Task statement –
In the material below, find every line containing "payload" and copy that line.
┌─ Data records
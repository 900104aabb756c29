//! Observation hooks for the resolution context.

use std::fmt;

use octofhir_core::{CanonicalKind, FhirVersion};
use tracing::{debug, trace};

/// How a `resolve` call was answered.
#[derive(Debug, Clone, Copy, PartialEq, Eq)]
pub enum ResolveOutcome {
    /// Served from the cache without touching the store.
    CacheHit,
    /// This call queried the store and registered the result.
    Fetched,
    /// Joined a fetch already in flight for the same key.
    Coalesced,
    NotFound,
    Failed,
}

impl fmt::Display for ResolveOutcome {
    fn fmt(&self, f: &mut fmt::Formatter<'_>) -> fmt::Result {
        let name = match self {
            Self::CacheHit => "cache_hit",
            Self::Fetched => "fetched",
            Self::Coalesced => "coalesced",
            Self::NotFound => "not_found",
            Self::Failed => "failed",
        };
        f.write_str(name)
    }
}

/// Trace sink invoked at the context's extension points.
///
/// All methods default to no-ops.
pub trait ContextObserver: Send + Sync {
    fn on_resolve(&self, _kind: CanonicalKind, _url: &str, _outcome: ResolveOutcome) {}

    fn on_convert(&self, _kind: CanonicalKind, _url: &str, _from: FhirVersion, _to: FhirVersion) {}

    fn on_register(&self, _kind: CanonicalKind, _url: &str) {}
}

#[derive(Debug, Clone, Copy, Default)]
pub struct NoopObserver;

impl ContextObserver for NoopObserver {}

/// Emits a `tracing` event for every hook.
#[derive(Debug, Clone, Copy, Default)]
pub struct TracingObserver;

impl ContextObserver for TracingObserver {
    fn on_resolve(&self, kind: CanonicalKind, url: &str, outcome: ResolveOutcome) {
        match outcome {
            ResolveOutcome::CacheHit => trace!(%kind, url, %outcome, "resolve"),
            _ => debug!(%kind, url, %outcome, "resolve"),
        }
    }

    fn on_convert(&self, kind: CanonicalKind, url: &str, from: FhirVersion, to: FhirVersion) {
        debug!(%kind, url, from = from.label(), to = to.label(), "convert");
    }

    fn on_register(&self, kind: CanonicalKind, url: &str) {
        trace!(%kind, url, "register");
    }
}
//! # octofhir-canonical
//!
//! Process-local cache and resolver for FHIR canonical resources.
//!
//! ## Overview
//!
//! - [`CanonicalCache`]: insertion-ordered (kind, url) map, no I/O
//! - [`OverlayCache`]: private writes over a shared cache, promoted explicitly
//! - [`ResolutionContext`]: cache hit, or single-flight fetch from a
//!   [`ResourceStore`](octofhir_storage::ResourceStore), conversion to the
//!   working FHIR version and registration
//!
//! Contexts are explicit values; share one behind an `Arc` and derive a
//! [`ScopedContext`] per transform run to keep speculative resolutions out of
//! the shared cache.
//!
//! ## Example
//!
//! ```ignore
//! use octofhir_canonical::ResolutionContext;
//! use octofhir_core::{CanonicalKind, FhirVersion};
//!
//! let context = ResolutionContext::builder(store)
//!     .working_version(FhirVersion::R5)
//!     .build_bootstrapped(core_definitions)
//!     .await?;
//! let map = context.resolve(CanonicalKind::StructureMap, "http://example.org/StructureMap/M1").await?;
//! ```

pub mod cache;
pub mod conformance;
pub mod context;
pub mod error;
pub mod observer;
pub mod overlay;
mod snapshot;

pub use cache::{CacheKey, CanonicalCache, CanonicalIter, CanonicalStore, DynCanonicalStore};
pub use conformance::undeclared_elements;
pub use context::{ResolutionContext, ResolutionContextBuilder, ScopedContext, definition_type};
pub use error::{ContextError, ErrorCategory};
pub use observer::{ContextObserver, NoopObserver, ResolveOutcome, TracingObserver};
pub use overlay::OverlayCache;
//! StructureMap: group type modes, rule names and target context types.

use serde_json::Value;

use crate::common::{Direction, Object, objects_mut, require_element};
use crate::error::ConversionError;

pub(crate) fn convert(resource: &mut Object, direction: Direction) -> Result<(), ConversionError> {
    for element in ["url", "name", "group"] {
        require_element(resource, element)?;
    }

    if direction == Direction::ToR4 {
        resource.remove("const");
    }

    for group in objects_mut(resource, "group") {
        match direction {
            Direction::ToR5 => {
                if group.get("typeMode").and_then(Value::as_str) == Some("none") {
                    group.remove("typeMode");
                }
            }
            Direction::ToR4 => {
                group
                    .entry("typeMode")
                    .or_insert_with(|| Value::String("none".to_string()));
            }
        }
        let mut index = 0;
        convert_rules(group, direction, &mut index);
    }
    Ok(())
}

/// Rules are numbered depth-first within their group, starting at 1.
fn convert_rules(owner: &mut Object, direction: Direction, index: &mut usize) {
    for rule in objects_mut(owner, "rule") {
        *index += 1;
        if direction == Direction::ToR4 && !rule.contains_key("name") {
            rule.insert("name".to_string(), Value::String(format!("rule{index}")));
        }
        for target in objects_mut(rule, "target") {
            match direction {
                Direction::ToR5 => {
                    target.remove("contextType");
                }
                Direction::ToR4 => {
                    if target.contains_key("context") && !target.contains_key("contextType") {
                        target.insert(
                            "contextType".to_string(),
                            Value::String("variable".to_string()),
                        );
                    }
                }
            }
        }
        convert_rules(rule, direction, index);
    }
}
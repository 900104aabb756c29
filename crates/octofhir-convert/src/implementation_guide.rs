//! ImplementationGuide: example flags on definition resources and page names.

use serde_json::{Value, json};
use tracing::debug;

use crate::common::{Direction, Object, objects_mut};

pub(crate) fn convert(resource: &mut Object, direction: Direction) {
    let url = resource
        .get("url")
        .and_then(Value::as_str)
        .unwrap_or_default()
        .to_string();
    let Some(definition) = resource
        .get_mut("definition")
        .and_then(Value::as_object_mut)
    else {
        return;
    };

    for entry in objects_mut(definition, "resource") {
        match direction {
            Direction::ToR5 => resource_to_r5(entry),
            Direction::ToR4 => resource_to_r4(entry, &url),
        }
    }
    if let Some(page) = definition.get_mut("page").and_then(Value::as_object_mut) {
        convert_page(page, direction);
    }
}

fn resource_to_r5(entry: &mut Object) {
    if let Some(flag) = entry.remove("exampleBoolean") {
        entry.insert("isExample".to_string(), flag);
    }
    if let Some(profile) = entry.remove("exampleCanonical") {
        entry.insert("isExample".to_string(), Value::Bool(true));
        entry.insert("profile".to_string(), json!([profile]));
    }
}

fn resource_to_r4(entry: &mut Object, guide_url: &str) {
    let is_example = entry.remove("isExample").and_then(|v| v.as_bool());
    let profiles = entry.remove("profile");
    let profiles = profiles
        .as_ref()
        .and_then(Value::as_array)
        .map(Vec::as_slice)
        .unwrap_or_default();

    match (is_example, profiles.first()) {
        (Some(true), Some(profile)) => {
            if profiles.len() > 1 {
                debug!(
                    guide = guide_url,
                    dropped = profiles.len() - 1,
                    "R4 exampleCanonical keeps only the first profile"
                );
            }
            entry.insert("exampleCanonical".to_string(), profile.clone());
        }
        (Some(flag), _) => {
            entry.insert("exampleBoolean".to_string(), Value::Bool(flag));
        }
        (None, _) => {}
    }
}

/// R4 `page.nameUrl` is R5 `page.name`.
fn convert_page(page: &mut Object, direction: Direction) {
    let (from, to) = match direction {
        Direction::ToR5 => ("nameUrl", "name"),
        Direction::ToR4 => ("name", "nameUrl"),
    };
    if let Some(name) = page.remove(from) {
        page.insert(to.to_string(), name);
    }
    for child in objects_mut(page, "page") {
        convert_page(child, direction);
    }
}
//! # octofhir-storage
//!
//! Store abstraction for persisted canonical resources.
//!
//! This crate defines the trait the resolution context consumes when a
//! canonical URL is not yet cached. It does not contain any implementations;
//! those are provided by separate crates (`octofhir-db-memory`).
//!
//! ## Overview
//!
//! The main trait is [`ResourceStore`], which answers two questions:
//! - which record has this kind and canonical URL (`find`)
//! - which records of a kind exist (`list`)
//!
//! ## Example
//!
//! ```ignore
//! use octofhir_core::CanonicalKind;
//! use octofhir_storage::{DynResourceStore, StoreError};
//!
//! async fn has_map(store: &DynResourceStore, url: &str) -> Result<bool, StoreError> {
//!     Ok(store.find(CanonicalKind::StructureMap, url).await?.is_some())
//! }
//! ```

mod error;
mod traits;
mod types;

// Re-export everything from submodules
pub use error::{ErrorCategory, StoreError};
pub use traits::ResourceStore;
pub use types::{StoredCanonical, record_key};

/// Type alias for a store result.
pub type StoreResult<T> = Result<T, StoreError>;

/// Type alias for a shared store trait object.
pub type DynResourceStore = std::sync::Arc<dyn ResourceStore>;
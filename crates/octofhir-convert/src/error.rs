use serde_json::{Map, Value};
use thiserror::Error;

/// A resource could not be carried across FHIR versions.
///
/// Raised when a mandatory element is missing or has no representation in the
/// target version. Never swallowed by the bridge.
#[derive(Debug, Clone, PartialEq, Eq, Error)]
#[error("Cannot convert {resource_kind} ({}): {reason}", .url.as_deref().unwrap_or("no url"))]
pub struct ConversionError {
    pub resource_kind: String,
    pub url: Option<String>,
    pub reason: String,
}

impl ConversionError {
    pub fn new(
        resource_kind: impl Into<String>,
        url: Option<String>,
        reason: impl Into<String>,
    ) -> Self {
        Self {
            resource_kind: resource_kind.into(),
            url,
            reason: reason.into(),
        }
    }

    /// The input is not a FHIR resource at all.
    pub fn not_a_resource(reason: impl Into<String>) -> Self {
        Self::new("unknown", None, reason)
    }

    pub(crate) fn missing_element(resource: &Map<String, Value>, element: &str) -> Self {
        let kind = resource
            .get("resourceType")
            .and_then(Value::as_str)
            .unwrap_or("unknown");
        let url = resource
            .get("url")
            .and_then(Value::as_str)
            .map(str::to_string);
        Self::new(kind, url, format!("missing mandatory element '{element}'"))
    }
}
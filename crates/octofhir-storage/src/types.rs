//! Record types exchanged with resource stores.

use octofhir_core::{CanonicalKind, CanonicalResource, CoreError, FhirVersion};
use serde::{Deserialize, Serialize};
use serde_json::Value;

/// A canonical resource as persisted by a store, in the store's native FHIR version.
#[derive(Debug, Clone, PartialEq, Serialize, Deserialize)]
pub struct StoredCanonical {
    /// The canonical kind (resource type).
    pub kind: CanonicalKind,
    /// The canonical URL.
    pub url: String,
    /// Business version, when the resource declares one.
    #[serde(skip_serializing_if = "Option::is_none")]
    pub version: Option<String>,
    /// FHIR version the payload is expressed in.
    pub schema_version: FhirVersion,
    /// The full resource content as JSON.
    pub payload: Value,
}

impl StoredCanonical {
    /// Builds a record from raw FHIR JSON, extracting kind, url and version.
    ///
    /// # Errors
    ///
    /// Returns an error when the payload is not a canonical resource with a url.
    pub fn from_json(payload: Value, schema_version: FhirVersion) -> Result<Self, CoreError> {
        let resource = CanonicalResource::from_payload(payload, schema_version)?;
        Ok(Self::from(resource))
    }

    /// Key used by stores that index records by kind and url.
    #[must_use]
    pub fn key(&self) -> String {
        record_key(self.kind, &self.url)
    }
}

impl From<CanonicalResource> for StoredCanonical {
    fn from(resource: CanonicalResource) -> Self {
        Self {
            kind: resource.kind,
            url: resource.url,
            version: resource.version,
            schema_version: resource.schema_version,
            payload: resource.payload,
        }
    }
}

/// Index key for a canonical record: `Kind|url`.
#[must_use]
pub fn record_key(kind: CanonicalKind, url: &str) -> String {
    format!("{kind}|{url}")
}
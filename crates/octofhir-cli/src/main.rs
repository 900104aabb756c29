mod cli;
mod commands;
mod observability;
mod output;
mod setup;

use anyhow::Result;
use clap::Parser;

use cli::{Cli, Commands};
use octofhir_config::AppConfig;
use octofhir_config::loader::load_config;
use octofhir_convert::FhirVersionBridge;
use output::{print_error, print_success, print_warning};

#[tokio::main]
async fn main() {
    if let Err(e) = run().await {
        print_error(&format!("{e:#}"));
        std::process::exit(1);
    }
}

async fn run() -> Result<()> {
    let cli = Cli::parse();
    let cfg = load_config(cli.config.as_deref()).map_err(anyhow::Error::msg)?;
    observability::init_tracing_with_level(&cfg.logging.level);
    let format = cli.format.unwrap_or_default();

    match &cli.command {
        Commands::Convert(args) => {
            let bridge = FhirVersionBridge::new();
            commands::convert::convert(&bridge, &args.file, args.from, args.to, args.xml)?;
        }
        Commands::Resolve(args) => {
            let workspace = open_workspace(&cli, &cfg).await?;
            commands::resolve::resolve(&workspace.context, args.kind, &args.url, format).await?;
        }
        Commands::Snapshot(args) => {
            let workspace = open_workspace(&cli, &cfg).await?;
            commands::resolve::snapshot(&workspace.context, &args.url, format).await?;
        }
        Commands::List(args) => {
            let workspace = open_workspace(&cli, &cfg).await?;
            commands::resolve::list(workspace.store.as_ref(), args.kind, format).await?;
        }
        Commands::Plan(args) => {
            let workspace = open_workspace(&cli, &cfg).await?;
            let options = cfg.transform_options().map_err(anyhow::Error::msg)?;
            let source_version = args.source_version.unwrap_or(options.source_version);
            commands::plan::plan(&workspace.context, &args.file, source_version, format).await?;
            print_success("bound without running the map");
        }
    }

    Ok(())
}

async fn open_workspace(cli: &Cli, cfg: &AppConfig) -> Result<setup::Workspace> {
    let workspace = setup::open(cfg, cli.store.as_deref(), cli.base.as_deref()).await?;
    if workspace.store.is_empty() {
        print_warning("store is empty; pass --store or set packages.store_dir");
    }
    Ok(workspace)
}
└─
Result –
    /// FHIR version the payload is expressed in.
    pub payload: Value,
    /// Returns an error when the payload is not a canonical resource with a url.
    pub fn from_json(payload: Value, schema_version: FhirVersion) -> Result<Self, CoreError> {
        let resource = CanonicalResource::from_payload(payload, schema_version)?;
            payload: resource.payload,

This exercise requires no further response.